A 1636 book by Bernard Palissy, with the dreamy title
How to Become Rich and the True Way in Which Every Man in France Could Grow and Multiply Their Treasury and Possessions,
states that “sugar is a salt.” In listing all the “various salts,” Palissy includes “grape salt, which gives taste and flavor to wine.” It is not surprising that he concluded that it was impossible to list all the salts. In John Evelyn’s 1699 discourse on salads, he states that sugar is sometimes referred to as “Indian salt.”

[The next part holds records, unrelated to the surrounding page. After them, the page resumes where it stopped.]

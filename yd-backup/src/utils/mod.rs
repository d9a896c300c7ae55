//! Utility modules for yd-backup.

pub mod errors;
pub mod logger;

pub use errors::{BackupError, JobStage, Result};
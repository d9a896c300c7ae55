//! Remote backup provider backed by [`DiskClient`].

use crate::config::DiskConfig;
use crate::disk::models::DeleteOutcome;
use crate::disk::DiskClient;
use crate::executor::provider::RemoteBackupProvider;
use crate::utils::errors::{BackupError, Result};
use async_trait::async_trait;
use chrono::Utc;
use std::path::Path;
use tracing::{debug, info};

pub struct DiskRemote {
    client: DiskClient,
    dir: String,
    extension: bool,
    expired: std::time::Duration,
    page_limit: u32,
}

impl DiskRemote {
    pub fn new(client: DiskClient, config: &DiskConfig) -> Self {
        Self {
            client,
            dir: normalize_dir(&config.dir),
            extension: config.extension,
            expired: config.expired,
            page_limit: config.page_limit,
        }
    }

    pub fn client(&self) -> &DiskClient {
        &self.client
    }

    /// Remote path for a local copy: `<dir>/<file name>`, extension dropped
    /// unless configured to keep it.
    pub fn remote_path(&self, local_path: &Path) -> Result<String> {
        let name = if self.extension {
            local_path.file_name()
        } else {
            local_path.file_stem()
        };

        let name = name
            .map(|n| n.to_string_lossy().to_string())
            .filter(|n| !n.is_empty())
            .ok_or_else(|| {
                BackupError::Precondition(format!("{} has no file name", local_path.display()))
            })?;

        if self.dir.ends_with('/') {
            Ok(format!("{}{}", self.dir, name))
        } else {
            Ok(format!("{}/{}", self.dir, name))
        }
    }
}

/// Drop trailing slashes, keeping a bare root (`/`, `disk:/`) intact
fn normalize_dir(dir: &str) -> String {
    let trimmed = dir.trim_end_matches('/');
    if trimmed.is_empty() || trimmed.ends_with(':') {
        format!("{}/", trimmed)
    } else {
        trimmed.to_string()
    }
}

#[async_trait]
impl RemoteBackupProvider for DiskRemote {
    async fn ensure_base_folder(&self) -> Result<()> {
        self.client.ensure_folder(&self.dir).await?;
        Ok(())
    }

    async fn upload_backup(&self, local_path: &Path) -> Result<String> {
        let remote_path = self.remote_path(local_path)?;
        let link = self.client.create_upload_link(&remote_path, true).await?;
        debug!("Upload link for {}: {} {}", remote_path, link.method, link.href);

        self.client.upload_file(&link, local_path).await?;
        Ok(remote_path)
    }

    async fn erase_backups(&self) -> Result<Vec<String>> {
        if self.expired.is_zero() {
            return Err(BackupError::Precondition("disk.expired is not set".to_string()));
        }

        let expired = chrono::Duration::from_std(self.expired)
            .map_err(|e| BackupError::Precondition(format!("disk.expired out of range: {}", e)))?;
        let now = Utc::now();
        let mut deleted = Vec::new();

        for item in self.client.list_children(&self.dir, self.page_limit).await? {
            if now - item.created < expired {
                continue;
            }

            match self.client.delete_resource(&item.path, true).await? {
                DeleteOutcome::Deleted => {
                    debug!("Removed expired remote backup {}", item.path);
                }
                DeleteOutcome::Pending(link) => {
                    info!("Removal of {} is in progress: {}", item.path, link.href);
                }
            }
            deleted.push(item.path);
        }

        Ok(deleted)
    }
}
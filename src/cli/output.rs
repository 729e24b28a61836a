//! Terminal output for the threadengine demo commands
//!
//! Styled status lines in the same spirit as other modern CLI tools.
//! Everything except raw `plain` text respects `--quiet`; errors surface
//! through the process exit path.

use console::style;

/// Output handler for consistent CLI formatting
pub struct Output {
    verbose: bool,
    quiet: bool,
}

impl Output {
    pub fn new(verbose: bool, quiet: bool) -> Self {
        Self { verbose, quiet }
    }

    pub fn success(&self, message: &str) {
        if !self.quiet {
            println!("{} {}", style("✔").green(), message);
        }
    }

    /// Only printed with `-v`
    pub fn verbose(&self, message: &str) {
        if self.verbose && !self.quiet {
            println!("{} {}", style("ℹ").dim(), style(message).dim());
        }
    }

    pub fn step(&self, step: &str) {
        if !self.quiet {
            println!("{} {}", style("❯").cyan(), step);
        }
    }

    pub fn table_row(&self, key: &str, value: &str) {
        if !self.quiet {
            println!("  {:<20} {}", style(key).dim(), value);
        }
    }

    /// Raw text, for machine-readable output such as rendered config
    pub fn plain(&self, text: &str) {
        print!("{text}");
        if !text.ends_with('\n') {
            println!();
        }
    }
}
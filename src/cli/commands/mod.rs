use anyhow::Result;
use clap::{Parser, Subcommand};
use std::path::PathBuf;

use crate::cli::Output;
use crate::config::RegistryConfig;

pub mod config;
pub mod counter;
pub mod handoff;
pub mod version;

#[derive(Parser)]
#[command(
    name = "threadengine",
    version = env!("CARGO_PKG_VERSION"),
    about = "Worker threads, locks and wait conditions, exercised end to end",
    long_about = "threadengine starts cancellable workers on native threads through a registry \
                  and coordinates them with locks and wait conditions. The subcommands run small \
                  demonstrations of each piece."
)]
pub struct Cli {
    /// Increase verbosity (can be repeated)
    #[arg(short, long, action = clap::ArgAction::Count, global = true)]
    pub verbose: u8,

    /// Suppress non-error output
    #[arg(short, long, global = true)]
    pub quiet: bool,

    /// Use custom configuration file
    #[arg(long, global = true, env = "THREADENGINE_CONFIG")]
    pub config: Option<PathBuf>,

    #[command(subcommand)]
    pub command: Commands,
}

#[derive(Subcommand)]
pub enum Commands {
    /// Increment a shared counter from many workers under one lock
    Counter(counter::CounterArgs),
    /// Hand a flag from a producer to a consumer over a wait condition
    Handoff(handoff::HandoffArgs),
    /// Configuration management
    Config(config::ConfigArgs),
    /// Show version information
    Version,
}

impl Cli {
    pub fn run(self) -> Result<()> {
        // Set up logging based on verbosity
        setup_logging(self.verbose, self.quiet);

        let output = Output::new(self.verbose > 0, self.quiet);
        let config_path = self.config.as_deref();

        match self.command {
            Commands::Counter(args) => {
                let config = RegistryConfig::load_from(config_path)?;
                counter::execute(args, config, &output)
            }
            Commands::Handoff(args) => {
                let config = RegistryConfig::load_from(config_path)?;
                handoff::execute(args, config, &output)
            }
            Commands::Config(args) => config::execute(args, config_path, &output),
            Commands::Version => version::execute(&output),
        }
    }
}

fn setup_logging(verbose: u8, quiet: bool) {
    if quiet {
        return;
    }

    let filter = tracing_subscriber::EnvFilter::try_from_default_env().unwrap_or_else(|_| match verbose {
        0 => tracing_subscriber::EnvFilter::new("warn"),
        1 => tracing_subscriber::EnvFilter::new("info"),
        2 => tracing_subscriber::EnvFilter::new("debug"),
        _ => tracing_subscriber::EnvFilter::new("trace"),
    });

    // Logs go to stderr so command output stays parseable
    let _ = tracing_subscriber::fmt()
        .with_env_filter(filter)
        .with_target(false)
        .with_thread_names(true)
        .with_writer(std::io::stderr)
        .try_init();
}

Apparently, there was little definition of salt other than as something made of white crystals. This began to change in the early seventeenth century, when Johann Rudolf Glauber, a German chemist, took a cure in a spring near Vienna and extracted from the water a salt that he called
sal mirabile.
The salt was hydrated sodium sulphate, though Glauber could not have put it that way, because Davy had not yet discovered sodium. Glauber sold his discovery as a secret cure, a mineral bath of allegedly wondrous health benefits. It became so famous that today, though it is more used in metallurgy, textiles, and other industries than as a bath salt, it is still commonly known as Glauber’s salt. Enough of an entrepreneur to keep his formula secret, Glauber was also enough of a scientist to reveal, after his fortune was made, that when sulphuric acid was applied to common salt, producing hydrochloric acid, a process that had already been well known for centuries, the residue, that had always been thrown out, was Glauber’s salt.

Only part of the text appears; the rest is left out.